Charles Lee is widely recognized as a true environmental justice (EJ) pioneer, thought leader, and a founder of the EJ movement in the U.S. He was the principal author of the landmark 1987 report, Toxic Wastes and Race in the United States, organized the historic 1991 First National People of Color Environmental Leadership Summit, and helped spearhead the emergence of federal EJ policy. He has served in multiple capacities, including creating the United Church of Christ’s EJ program and directing EPA’s Office of Environmental Justice. Mr. Lee is currently a Visiting Scholar at the Howard University School of Law. He recently left his position as the Senior Policy Advisor for Environmental Justice at EPA’s newly created national program office on environmental justice and external civil rights. He has served on the National Environmental Justice Advisory Council, as a charter member, National Academy of Science/Institute of Medicine Committee on Environmental Justice, and numerous other panels.
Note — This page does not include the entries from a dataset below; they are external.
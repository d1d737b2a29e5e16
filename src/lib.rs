pub mod api;
pub mod config;
pub mod correlator;
pub mod engine;
pub mod entities;
pub mod error;
pub mod external;
pub mod host;
pub mod registry;
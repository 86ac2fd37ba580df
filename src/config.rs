//! Build-time configuration of the benchmark: the core clock frequency used to convert cycles into
//! elapsed time.

/// The clock frequency of the CVA6 core on the reference FPGA/simulation setup (50 MHz).
pub const CPU_FREQ_HZ: u64 = 50_000_000;

/// Errors produced when validating configuration values.
#[derive(Debug, Clone, Copy, PartialEq, Eq, thiserror::Error)]
pub enum ConfigError {
    /// A clock frequency of zero would make every elapsed-time computation divide by zero.
    #[error("clock frequency must be non-zero")]
    ZeroFrequency,
    /// The frequency string contained something other than decimal digits, or didn't fit a u64.
    #[error("clock frequency is not a decimal number of Hz")]
    InvalidFrequency,
    /// Only `mhpmcounter3` to `mhpmcounter31` are programmable.
    #[error("counter slot {0} is not a programmable HPM slot (3..=31)")]
    SlotOutOfRange(u8),
}

/// The clock the cycle counter runs at.
#[derive(Debug, Clone, Copy, PartialEq, Eq)]
pub struct ClockConfig {
    cpu_freq_hz: u64,
}

impl ClockConfig {
    /// Constructs a [ClockConfig] for a core running at `cpu_freq_hz`.
    pub const fn new(cpu_freq_hz: u64) -> Result<ClockConfig, ConfigError> {
        if cpu_freq_hz == 0 {
            return Err(ConfigError::ZeroFrequency);
        }
        Ok(ClockConfig { cpu_freq_hz })
    }

    /// Parses a frequency given as a decimal number of Hz, e.g. `"50000000"`.
    ///
    /// This is a `const fn` so that a frequency passed in through the build environment can be
    /// validated at compile time.
    pub const fn parse(s: &str) -> Result<ClockConfig, ConfigError> {
        let bytes = s.as_bytes();
        if bytes.is_empty() {
            return Err(ConfigError::InvalidFrequency);
        }
        let mut value: u64 = 0;
        let mut i = 0;
        while i < bytes.len() {
            let b = bytes[i];
            if !b.is_ascii_digit() {
                return Err(ConfigError::InvalidFrequency);
            }
            value = match value.checked_mul(10) {
                Some(v) => match v.checked_add((b - b'0') as u64) {
                    Some(v) => v,
                    None => return Err(ConfigError::InvalidFrequency),
                },
                None => return Err(ConfigError::InvalidFrequency),
            };
            i += 1;
        }
        ClockConfig::new(value)
    }

    /// The core clock frequency, in Hz.
    pub const fn cpu_freq_hz(&self) -> u64 {
        self.cpu_freq_hz
    }

    /// Converts a number of elapsed cycles into whole microseconds, truncating any remainder.
    ///
    /// The multiplication wraps rather than panics, matching the unchecked arithmetic of the rest of
    /// the measurement path. It only wraps for cycle counts beyond ~1.8e13.
    pub const fn cycles_to_micros(&self, cycles: u64) -> u64 {
        cycles.wrapping_mul(1_000_000) / self.cpu_freq_hz
    }
}

impl Default for ClockConfig {
    fn default() -> Self {
        ClockConfig {
            cpu_freq_hz: CPU_FREQ_HZ,
        }
    }
}

#[cfg(test)]
mod tests {
    use super::*;

    #[test]
    fn default_is_50mhz() {
        assert_eq!(ClockConfig::default().cpu_freq_hz(), 50_000_000);
    }

    // 50 cycles at 50 MHz is exactly one microsecond, anything less truncates to zero.
    #[test]
    fn micros_truncate() {
        let clock = ClockConfig::default();
        assert_eq!(clock.cycles_to_micros(0), 0);
        assert_eq!(clock.cycles_to_micros(49), 0);
        assert_eq!(clock.cycles_to_micros(50), 1);
        assert_eq!(clock.cycles_to_micros(99), 1);
        assert_eq!(clock.cycles_to_micros(50_000_000), 1_000_000);
    }

    #[test]
    fn micros_follow_injected_frequency() {
        let clock = ClockConfig::new(1_000_000).unwrap();
        assert_eq!(clock.cycles_to_micros(162), 162);
        let clock = ClockConfig::new(100_000_000).unwrap();
        assert_eq!(clock.cycles_to_micros(162), 1);
        assert_eq!(clock.cycles_to_micros(199), 1);
        assert_eq!(clock.cycles_to_micros(200), 2);
    }

    #[test]
    fn zero_frequency_is_rejected() {
        assert_eq!(ClockConfig::new(0), Err(ConfigError::ZeroFrequency));
        assert_eq!(ClockConfig::parse("0"), Err(ConfigError::ZeroFrequency));
    }

    #[test]
    fn parse_decimal() {
        assert_eq!(
            ClockConfig::parse("50000000").unwrap(),
            ClockConfig::default()
        );
        assert_eq!(ClockConfig::parse("7").unwrap().cpu_freq_hz(), 7);
    }

    #[test]
    fn parse_rejects_garbage() {
        assert_eq!(ClockConfig::parse(""), Err(ConfigError::InvalidFrequency));
        assert_eq!(ClockConfig::parse("50MHz"), Err(ConfigError::InvalidFrequency));
        assert_eq!(ClockConfig::parse("-1"), Err(ConfigError::InvalidFrequency));
        assert_eq!(
            ClockConfig::parse("18446744073709551616"),
            Err(ConfigError::InvalidFrequency)
        );
    }

    #[test]
    fn parse_in_const_context() {
        const CLOCK: ClockConfig = match ClockConfig::parse("25000000") {
            Ok(clock) => clock,
            Err(_) => panic!("bad frequency"),
        };
        assert_eq!(CLOCK.cpu_freq_hz(), 25_000_000);
    }

    #[test]
    fn error_messages() {
        assert_eq!(
            ConfigError::SlotOutOfRange(2).to_string(),
            "counter slot 2 is not a programmable HPM slot (3..=31)"
        );
    }
}
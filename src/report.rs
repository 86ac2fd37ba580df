//! The result of one benchmark run and the ways of handing it off.
//!
//! On the target the nine values leave the program through registers `s2` to `s10` right before
//! the exit call; the simulator reads them from its final register dump. [ExitRegister] and
//! [BenchmarkResult::to_registers] define that layout, and [ResultSink] abstracts over who
//! consumes it.

use crate::config::ClockConfig;
use crate::counters::CounterDeltas;

/// One of the nine reported values.
#[derive(Debug, Clone, Copy, PartialEq, Eq)]
pub enum Metric {
    Cycles,
    Instructions,
    ICacheMisses,
    DCacheMisses,
    ICacheAccesses,
    DCacheAccesses,
    BranchInstructions,
    BranchMispredicts,
    ElapsedMicros,
}

impl Metric {
    /// All metrics, in exit-register order.
    pub const ALL: [Metric; 9] = [
        Metric::Cycles,
        Metric::Instructions,
        Metric::ICacheMisses,
        Metric::DCacheMisses,
        Metric::ICacheAccesses,
        Metric::DCacheAccesses,
        Metric::BranchInstructions,
        Metric::BranchMispredicts,
        Metric::ElapsedMicros,
    ];

    pub const fn label(self) -> &'static str {
        match self {
            Metric::Cycles => "Cycles",
            Metric::Instructions => "Instructions",
            Metric::ICacheMisses => "I-Cache Miss",
            Metric::DCacheMisses => "D-Cache Miss",
            Metric::ICacheAccesses => "I-Cache Access",
            Metric::DCacheAccesses => "D-Cache Access",
            Metric::BranchInstructions => "Branches",
            Metric::BranchMispredicts => "Branch Mispredicts",
            Metric::ElapsedMicros => "Time (us)",
        }
    }

    /// The register this metric is reported in.
    pub const fn register(self) -> ExitRegister {
        ExitRegister::ALL[self as usize]
    }
}

/// The registers that carry the results when the program exits.
#[derive(Debug, Clone, Copy, PartialEq, Eq)]
pub enum ExitRegister {
    S2,
    S3,
    S4,
    S5,
    S6,
    S7,
    S8,
    S9,
    S10,
}

impl ExitRegister {
    pub const ALL: [ExitRegister; 9] = [
        ExitRegister::S2,
        ExitRegister::S3,
        ExitRegister::S4,
        ExitRegister::S5,
        ExitRegister::S6,
        ExitRegister::S7,
        ExitRegister::S8,
        ExitRegister::S9,
        ExitRegister::S10,
    ];

    /// The ABI name, as used in assembly.
    pub const fn abi_name(self) -> &'static str {
        match self {
            ExitRegister::S2 => "s2",
            ExitRegister::S3 => "s3",
            ExitRegister::S4 => "s4",
            ExitRegister::S5 => "s5",
            ExitRegister::S6 => "s6",
            ExitRegister::S7 => "s7",
            ExitRegister::S8 => "s8",
            ExitRegister::S9 => "s9",
            ExitRegister::S10 => "s10",
        }
    }

    /// The architectural register number, i.e. the N in `xN` as printed in simulator logs.
    pub const fn number(self) -> u8 {
        // s2..s10 are the contiguous range x18..x26.
        18 + self as u8
    }
}

/// The measurements of one benchmark run: eight counter deltas plus the elapsed time derived from
/// the cycle delta.
#[derive(Debug, Clone, Copy, PartialEq, Eq, Default)]
pub struct BenchmarkResult {
    pub cycles: u64,
    pub instructions: u64,
    pub icache_misses: u64,
    pub dcache_misses: u64,
    pub icache_accesses: u64,
    pub dcache_accesses: u64,
    pub branch_instructions: u64,
    pub branch_mispredicts: u64,
    pub elapsed_us: u64,
}

impl BenchmarkResult {
    /// Builds the result from the counter deltas, converting the cycle delta into microseconds
    /// using `clock`.
    pub const fn from_deltas(deltas: &CounterDeltas, clock: &ClockConfig) -> BenchmarkResult {
        BenchmarkResult {
            cycles: deltas.cycles,
            instructions: deltas.instructions,
            icache_misses: deltas.icache_misses,
            dcache_misses: deltas.dcache_misses,
            icache_accesses: deltas.icache_accesses,
            dcache_accesses: deltas.dcache_accesses,
            branch_instructions: deltas.branch_instructions,
            branch_mispredicts: deltas.branch_mispredicts,
            elapsed_us: clock.cycles_to_micros(deltas.cycles),
        }
    }

    /// The inverse of [BenchmarkResult::to_registers].
    pub const fn from_registers(registers: [u64; 9]) -> BenchmarkResult {
        BenchmarkResult {
            cycles: registers[0],
            instructions: registers[1],
            icache_misses: registers[2],
            dcache_misses: registers[3],
            icache_accesses: registers[4],
            dcache_accesses: registers[5],
            branch_instructions: registers[6],
            branch_mispredicts: registers[7],
            elapsed_us: registers[8],
        }
    }

    /// The register values, in [ExitRegister::ALL] order (`s2` first).
    pub const fn to_registers(&self) -> [u64; 9] {
        [
            self.cycles,
            self.instructions,
            self.icache_misses,
            self.dcache_misses,
            self.icache_accesses,
            self.dcache_accesses,
            self.branch_instructions,
            self.branch_mispredicts,
            self.elapsed_us,
        ]
    }

    pub const fn get(&self, metric: Metric) -> u64 {
        self.to_registers()[metric as usize]
    }

    /// Each metric paired with its value, in exit-register order.
    pub fn metrics(&self) -> impl Iterator<Item = (Metric, u64)> {
        let values = self.to_registers();
        Metric::ALL.into_iter().zip(values)
    }

    /// Instructions per cycle. Zero if no cycles were counted.
    pub fn ipc(&self) -> f64 {
        if self.cycles == 0 {
            return 0.0;
        }
        self.instructions as f64 / self.cycles as f64
    }

    /// Subtracts the measurements of a baseline run from this one, field by field, clamping at
    /// zero.
    ///
    /// The baseline is normally a run of the empty workload, whose counts are the cost of the
    /// configuration and snapshot code itself.
    pub fn net_of(&self, baseline: &BenchmarkResult) -> BenchmarkResult {
        let mut registers = self.to_registers();
        for (value, base) in registers.iter_mut().zip(baseline.to_registers()) {
            *value = value.saturating_sub(base);
        }
        BenchmarkResult::from_registers(registers)
    }

    /// Instructions per cycle after subtracting `baseline`, counting at least one cycle.
    pub fn net_ipc(&self, baseline: &BenchmarkResult) -> f64 {
        let net = self.net_of(baseline);
        net.instructions as f64 / net.cycles.max(1) as f64
    }
}

/// Consumes the result of a run.
pub trait ResultSink {
    /// What reporting produces. The register sink on the target never returns, and uses
    /// [core::convert::Infallible] here.
    type Output;

    fn report(self, result: BenchmarkResult) -> Self::Output;
}

/// A sink for hosted runs that hands the result straight back to the caller.
#[derive(Debug, Default, Clone, Copy)]
pub struct RecordingSink;

impl ResultSink for RecordingSink {
    type Output = BenchmarkResult;

    fn report(self, result: BenchmarkResult) -> BenchmarkResult {
        result
    }
}
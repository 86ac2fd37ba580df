use proc_macro::TokenStream;
use quote::quote;
use syn::{spanned::Spanned, ItemFn, ReturnType};

/// Turns a workload function into a complete benchmark program.
///
/// The annotated function is kept as-is (but never inlined, so that its code stays recognizable in
/// a disassembly listing), and a `riscv-rt` entry point is generated which configures the PMU,
/// snapshots the counters around a single call of the function, and then exits with the results
/// in registers `s2` to `s10`. See `hpmbench_cva6::run_benchmark`.
///
/// ```ignore
/// #[hpmbench_proc_macros::benchmark]
/// fn workload() {
///     // Code to measure.
/// }
/// ```
///
/// The function must take no arguments, return `()`, and must not be generic, `async` or named
/// `main` (the generated entry point uses that name). The attribute takes no arguments.
#[proc_macro_attribute]
pub fn benchmark(attr: TokenStream, item: TokenStream) -> TokenStream {
    match expand_benchmark(attr.into(), item.into()) {
        Ok(tokens) => tokens.into(),
        Err(err) => err.to_compile_error().into(),
    }
}

fn expand_benchmark(
    attr: proc_macro2::TokenStream,
    item: proc_macro2::TokenStream,
) -> syn::Result<proc_macro2::TokenStream> {
    if !attr.is_empty() {
        return Err(syn::Error::new(
            attr.span(),
            "#[benchmark] does not take any arguments",
        ));
    }
    let workload: ItemFn = syn::parse2(item)?;
    let sig = &workload.sig;
    if sig.ident == "main" {
        return Err(syn::Error::new(
            sig.ident.span(),
            "a #[benchmark] function can't be named `main`, that name is used by the generated \
             entry point",
        ));
    }
    if !sig.inputs.is_empty() {
        return Err(syn::Error::new(
            sig.inputs.span(),
            "a #[benchmark] function must not take any arguments",
        ));
    }
    if !sig.generics.params.is_empty() || sig.generics.where_clause.is_some() {
        return Err(syn::Error::new(
            sig.generics.span(),
            "a #[benchmark] function must not be generic",
        ));
    }
    if let Some(asyncness) = &sig.asyncness {
        return Err(syn::Error::new(
            asyncness.span(),
            "a #[benchmark] function must not be async",
        ));
    }
    if let ReturnType::Type(_, ty) = &sig.output {
        return Err(syn::Error::new(
            ty.span(),
            "a #[benchmark] function must return `()`",
        ));
    }

    let ident = &sig.ident;
    Ok(quote! {
        #[inline(never)]
        #workload

        #[::hpmbench_cva6::entry]
        fn main() -> ! {
            ::hpmbench_cva6::run_benchmark(&mut #ident)
        }
    })
}
//! The hardware events the benchmark counts, and the programmable counter slots they are assigned
//! to.
//!
//! The assignment is kept as plain data ([EVENT_MAP]) so the platform code only has to walk the
//! table, writing each event ID into the slot's `mhpmeventN` CSR.

use crate::config::ConfigError;

/// Machine counter-inhibit register. Writing a set bit stops the corresponding counter.
pub const CSR_MCOUNTINHIBIT: u16 = 0x320;
/// Machine counter-enable register. A set bit lets lower privilege modes read the counter.
pub const CSR_MCOUNTEREN: u16 = 0x306;
/// Machine cycle counter.
pub const CSR_MCYCLE: u16 = 0xB00;
/// Machine instructions-retired counter.
pub const CSR_MINSTRET: u16 = 0xB02;
/// `mhpmevent3`. The event-select CSR of slot N is at `CSR_MHPMEVENT_BASE + N - 3`.
pub const CSR_MHPMEVENT_BASE: u16 = 0x323;
/// `mhpmcounter3`. The counter CSR of slot N is at `CSR_MHPMCOUNTER_BASE + N - 3`.
pub const CSR_MHPMCOUNTER_BASE: u16 = 0xB03;

/// Freezes every counter, including `mcycle` and `minstret`.
pub const INHIBIT_ALL: u64 = u64::MAX;
/// Lets every counter run.
pub const INHIBIT_NONE: u64 = 0;
/// Exposes every counter to lower privilege modes.
pub const ENABLE_ALL: u64 = u64::MAX;

/// A micro-architectural event that CVA6 can count in an HPM counter.
#[derive(Debug, Clone, Copy, PartialEq, Eq)]
pub enum HpmEvent {
    ICacheMiss,
    DCacheMiss,
    ICacheAccess,
    DCacheAccess,
    BranchInstruction,
    BranchMispredict,
}

impl HpmEvent {
    /// The event ID written into `mhpmeventN` to select this event.
    pub const fn id(self) -> u64 {
        match self {
            HpmEvent::ICacheMiss => 1,
            HpmEvent::DCacheMiss => 2,
            HpmEvent::BranchInstruction => 9,
            HpmEvent::BranchMispredict => 10,
            HpmEvent::ICacheAccess => 16,
            HpmEvent::DCacheAccess => 17,
        }
    }
}

/// A programmable HPM counter slot (`mhpmcounter3` to `mhpmcounter31`).
#[derive(Debug, Clone, Copy, PartialEq, Eq, PartialOrd, Ord)]
pub struct CounterSlot(u8);

impl CounterSlot {
    /// The first programmable slot.
    pub const FIRST: u8 = 3;
    /// The last programmable slot.
    pub const LAST: u8 = 31;

    pub const fn new(index: u8) -> Result<CounterSlot, ConfigError> {
        if index < Self::FIRST || index > Self::LAST {
            return Err(ConfigError::SlotOutOfRange(index));
        }
        Ok(CounterSlot(index))
    }

    /// Only for slots known to be valid at compile time.
    const fn from_const(index: u8) -> CounterSlot {
        match CounterSlot::new(index) {
            Ok(slot) => slot,
            Err(_) => panic!("invalid HPM slot"),
        }
    }

    pub const fn index(self) -> u8 {
        self.0
    }

    /// The CSR number of this slot's `mhpmeventN` register.
    pub const fn event_csr(self) -> u16 {
        CSR_MHPMEVENT_BASE + (self.0 - Self::FIRST) as u16
    }

    /// The CSR number of this slot's `mhpmcounterN` register.
    pub const fn counter_csr(self) -> u16 {
        CSR_MHPMCOUNTER_BASE + (self.0 - Self::FIRST) as u16
    }
}

/// One row of the slot-to-event assignment.
#[derive(Debug, Clone, Copy, PartialEq, Eq)]
pub struct EventAssignment {
    pub slot: CounterSlot,
    pub event: HpmEvent,
}

/// The number of programmable counters the benchmark uses.
pub const NUM_EVENT_COUNTERS: usize = 6;

/// The fixed slot-to-event assignment. Snapshots and results list the event counters in this
/// order.
pub const EVENT_MAP: [EventAssignment; NUM_EVENT_COUNTERS] = [
    EventAssignment {
        slot: CounterSlot::from_const(3),
        event: HpmEvent::ICacheMiss,
    },
    EventAssignment {
        slot: CounterSlot::from_const(4),
        event: HpmEvent::DCacheMiss,
    },
    EventAssignment {
        slot: CounterSlot::from_const(5),
        event: HpmEvent::ICacheAccess,
    },
    EventAssignment {
        slot: CounterSlot::from_const(6),
        event: HpmEvent::DCacheAccess,
    },
    EventAssignment {
        slot: CounterSlot::from_const(7),
        event: HpmEvent::BranchInstruction,
    },
    EventAssignment {
        slot: CounterSlot::from_const(8),
        event: HpmEvent::BranchMispredict,
    },
];

#[cfg(test)]
mod tests {
    use super::*;

    #[test]
    fn event_map_matches_cva6_assignment() {
        let rows: Vec<(u8, u64)> = EVENT_MAP
            .iter()
            .map(|row| (row.slot.index(), row.event.id()))
            .collect();
        assert_eq!(rows, [(3, 1), (4, 2), (5, 16), (6, 17), (7, 9), (8, 10)]);
    }

    #[test]
    fn event_map_uses_each_slot_once() {
        let mut slots: Vec<CounterSlot> = EVENT_MAP.iter().map(|row| row.slot).collect();
        slots.sort();
        slots.dedup();
        assert_eq!(slots.len(), NUM_EVENT_COUNTERS);
    }

    #[test]
    fn slot_csr_numbers() {
        let slot = CounterSlot::new(3).unwrap();
        assert_eq!(slot.event_csr(), 0x323);
        assert_eq!(slot.counter_csr(), 0xB03);
        let slot = CounterSlot::new(8).unwrap();
        assert_eq!(slot.event_csr(), 0x328);
        assert_eq!(slot.counter_csr(), 0xB08);
        let slot = CounterSlot::new(31).unwrap();
        assert_eq!(slot.event_csr(), 0x33F);
        assert_eq!(slot.counter_csr(), 0xB1F);
    }

    #[test]
    fn slot_range_is_checked() {
        assert_eq!(CounterSlot::new(0), Err(ConfigError::SlotOutOfRange(0)));
        assert_eq!(CounterSlot::new(2), Err(ConfigError::SlotOutOfRange(2)));
        assert_eq!(CounterSlot::new(32), Err(ConfigError::SlotOutOfRange(32)));
    }
}
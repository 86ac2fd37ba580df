//! The benchmark template: measures an empty workload.
//!
//! The resulting counts are the fixed cost of the measurement itself (the second half of the PMU
//! configuration, the snapshot reads and the bookkeeping between them). Subtract them from another
//! benchmark's results to get that benchmark's net cost.

#![no_std]
#![no_main]

use hpmbench_proc_macros::benchmark;
use panic_halt as _;

#[benchmark]
fn workload() {}
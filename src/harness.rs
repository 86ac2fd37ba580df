//! The measurement sequence: configure the PMU, snapshot, run the workload, snapshot again, and
//! turn the difference into a [BenchmarkResult].

use crate::config::ClockConfig;
use crate::counters::{CounterSnapshot, HardwareCounterPort};
use crate::debug_util;
use crate::report::{BenchmarkResult, ResultSink};
use crate::workload::Workload;
use core::sync::atomic::{compiler_fence, Ordering};

/// Measures a single run of `workload`.
///
/// Configuration, both snapshots and the workload all run inside one critical section, so the
/// only code between the two snapshots is the workload itself. The compiler fences keep the
/// optimizer from moving workload code across either snapshot. The hardware is assumed to order
/// CSR reads with respect to the surrounding instructions.
pub fn measure<P, W>(port: &mut P, workload: &mut W, clock: &ClockConfig) -> BenchmarkResult
where
    P: HardwareCounterPort + ?Sized,
    W: Workload + ?Sized,
{
    let (start, end) = critical_section::with(|cs| {
        port.configure();
        let start = CounterSnapshot::capture(cs, port);
        compiler_fence(Ordering::SeqCst);
        workload.run();
        compiler_fence(Ordering::SeqCst);
        let end = CounterSnapshot::capture(cs, port);
        (start, end)
    });

    let result = BenchmarkResult::from_deltas(&end.delta_since(&start), clock);
    if log::log_enabled!(log::Level::Debug) {
        log::debug!(
            "start: {}\nend:   {}",
            debug_util::FormatSnapshot(&start),
            debug_util::FormatSnapshot(&end)
        );
        debug_util::log_result(log::Level::Debug, &result);
        log::debug!("exit registers: {}", debug_util::FormatExitRegisters(&result));
    }
    result
}

/// Measures a single run of `workload` and hands the result to `sink`.
///
/// With the register sink used on the target this never returns.
pub fn run<P, W, S>(port: &mut P, workload: &mut W, clock: &ClockConfig, sink: S) -> S::Output
where
    P: HardwareCounterPort + ?Sized,
    W: Workload + ?Sized,
    S: ResultSink,
{
    let result = measure(port, workload, clock);
    sink.report(result)
}
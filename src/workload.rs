//! The code being measured.
//!
//! The kernels are small and deterministic. Their results are never used, but every result is
//! passed through [black_box] so the optimizer can't remove the work the counters are supposed to
//! observe.

use core::hint::black_box;

/// Number of elements in each of the mixed workload's arrays.
pub const ARRAY_SIZE: usize = 8;
/// Seed of the integer section's pseudo-random sequence.
pub const RAND_SEED: u32 = 1234;
/// How far the Fibonacci kernel iterates.
pub const FIBONACCI_N: u32 = 12;

/// Inputs of the float reduction.
pub const FLOAT_VALUES: [f32; ARRAY_SIZE] = [1.5, 2.0, -0.5, 3.25, 4.0, 0.0, -1.0, 2.75];
/// Inputs of the double reduction.
pub const DOUBLE_VALUES: [f64; ARRAY_SIZE] = [1.1, 1.5, 2.0, 0.5, 1.25, 2.25, 1.0, 1.2];
/// The string copied by the string section, including its terminator.
pub const MESSAGE: [u8; 5] = *b"cva6\0";

/// Something to measure.
pub trait Workload {
    fn run(&mut self);
}

impl<F: FnMut()> Workload for F {
    fn run(&mut self) {
        self()
    }
}

/// Does nothing, so a run measures only the cost of the measurement itself.
#[derive(Debug, Default, Clone, Copy)]
pub struct EmptyWorkload;

impl Workload for EmptyWorkload {
    #[inline(always)]
    fn run(&mut self) {}
}

/// One step of a linear congruential generator (the Numerical Recipes constants), with 32-bit
/// wrapping arithmetic.
#[inline(never)]
pub fn rand32(seed: u32) -> u32 {
    seed.wrapping_mul(1_664_525).wrapping_add(1_013_904_223)
}

/// The `n`th Fibonacci number, with `fibonacci(0) == 0` and `fibonacci(1) == 1`.
#[inline(never)]
pub fn fibonacci(n: u32) -> u32 {
    let (mut a, mut b) = (0u32, 1u32);
    for _ in 0..n {
        let t = a.wrapping_add(b);
        a = b;
        b = t;
    }
    a
}

/// Reverses the byte order of `x`, spelled out with shifts and masks so that the workload executes
/// the same instructions on cores without a byte-swap instruction.
#[inline(never)]
pub fn reverse_bytes(x: u32) -> u32 {
    ((x >> 24) & 0x0000_00FF)
        | ((x >> 8) & 0x0000_FF00)
        | ((x << 8) & 0x00FF_0000)
        | ((x << 24) & 0xFF00_0000)
}

/// Sums `values` from left to right, starting at zero.
#[inline(never)]
pub fn float_sum(values: &[f32]) -> f32 {
    let mut sum = 0.0f32;
    for v in values {
        sum += *v;
    }
    sum
}

/// Multiplies `values` from left to right, starting at one.
#[inline(never)]
pub fn double_product(values: &[f64]) -> f64 {
    let mut prod = 1.0f64;
    for v in values {
        prod *= *v;
    }
    prod
}

/// Fills `out` with successive [rand32] values, starting from `seed`.
pub fn fill_random(seed: u32, out: &mut [u32]) {
    let mut seed = seed;
    for slot in out.iter_mut() {
        seed = rand32(seed);
        *slot = seed;
    }
}

/// XORs all `values` together.
pub fn xor_checksum(values: &[u32]) -> u32 {
    values.iter().fold(0, |acc, v| acc ^ v)
}

/// Everything the mixed workload computes.
#[derive(Debug, Clone, Copy, PartialEq)]
pub struct MixedOutputs {
    pub random: [u32; ARRAY_SIZE],
    pub fibonacci: u32,
    pub checksum: u32,
    pub reversed_checksum: u32,
    pub float_sum: f32,
    pub double_product: f64,
    pub message_copy: [u8; 5],
}

/// A short mix of integer, floating-point and memory-copy work.
#[derive(Debug, Default, Clone, Copy)]
pub struct MixedWorkload;

impl MixedWorkload {
    /// Runs every section once and returns what they computed.
    pub fn run_once(&self) -> MixedOutputs {
        // Integer section.
        let mut random = [0u32; ARRAY_SIZE];
        fill_random(black_box(RAND_SEED), &mut random);
        let fibonacci = fibonacci(black_box(FIBONACCI_N));
        let checksum = xor_checksum(black_box(&random));
        let reversed_checksum = reverse_bytes(checksum);

        // Floating-point section. The inputs live on the stack like any other local array.
        let fvalues = black_box(FLOAT_VALUES);
        let dvalues = black_box(DOUBLE_VALUES);
        let float_sum = float_sum(&fvalues);
        let double_product = double_product(&dvalues);

        // String section.
        let message = black_box(MESSAGE);
        let mut message_copy = [0u8; 5];
        message_copy.copy_from_slice(&message);

        MixedOutputs {
            random: black_box(random),
            fibonacci: black_box(fibonacci),
            checksum: black_box(checksum),
            reversed_checksum: black_box(reversed_checksum),
            float_sum: black_box(float_sum),
            double_product: black_box(double_product),
            message_copy: black_box(message_copy),
        }
    }
}

impl Workload for MixedWorkload {
    fn run(&mut self) {
        black_box(self.run_once());
    }
}
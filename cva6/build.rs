use std::{env, fs, path::PathBuf};

// Puts memory.x on the linker search path for riscv-rt's link.x, and links every binary with it.
fn main() {
    let out_dir = PathBuf::from(env::var("OUT_DIR").unwrap());
    fs::copy("memory.x", out_dir.join("memory.x")).unwrap();
    println!("cargo:rustc-link-search={}", out_dir.display());
    println!("cargo:rustc-link-arg=-Tmemory.x");
    println!("cargo:rustc-link-arg=-Tlink.x");

    println!("cargo:rerun-if-changed=memory.x");
    println!("cargo:rerun-if-changed=build.rs");
    println!("cargo:rerun-if-env-changed=HPMBENCH_CPU_FREQ_HZ");
}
In these capacities, he has led efforts to incorporate EJ into EPA’s rulemaking process, develop models for collaborative problem-solving, transform brownfields redevelopment into a community revitalization paradigm, advance EJ at the state level, and advance efforts to address cumulative impacts. Mr. Lee has written numerous reports and peer reviewed journal articles and has received many awards and honors. His work is featured at the Smithsonian Institution and other museums, along with the archival of his professional papers at the Library of Congress.

Mark N. Templeton is Clinical Professor of Law, Director of the Abrams Environmental Law Clinic, a Member of the Committee on Environment, Geography, and Urbanization (CEGU), and a Research Affiliate of the Energy Policy Institute at Chicago (EPIC). Previously, Professor Templeton was a Trustee and Executive Director of the Office of Independent Trustees for the $20 billion Deepwater Horizon Oil Spill Trust. He served as the cabinet-level Director of the Missouri Department of Natural Resources, leading the state’s efforts in energy, environmental protection, state parks, and water resources, while overseeing a staff of approximately 1750 FTEs and a $310 million annual budget. From 2005 to 2009, Professor Templeton served as Associate Dean and COO at Yale Law School. From 2001 to 2005, he developed environmental and sustainability strategies at McKinsey & Company, among other projects. Prior to joining McKinsey, Professor Templeton was Special Assistant and Senior Adviser to the US Assistant Secretary of State for Democracy, Human Rights and Labor and an adviser to the US Delegation to the UN Commission on Human Rights. He was a Financial Analyst at Goldman Sachs from 1994 to 1996. Professor Templeton earned an AB, magna cum laude, in Social Studies from Harvard College in 1994 and a JD from Yale Law School in 1999. Professor Templeton serves as a board member of the Environmental Law Institute, a board member and Chair of the Finance and Investment Committee of the Gaylord and Dorothy Donnelley Foundation, and Chair of the Conservation and Policy Council of the Cook County Forest Preserves. He has earned the rank of Shodan (first-degree black belt) in Shotokan karate.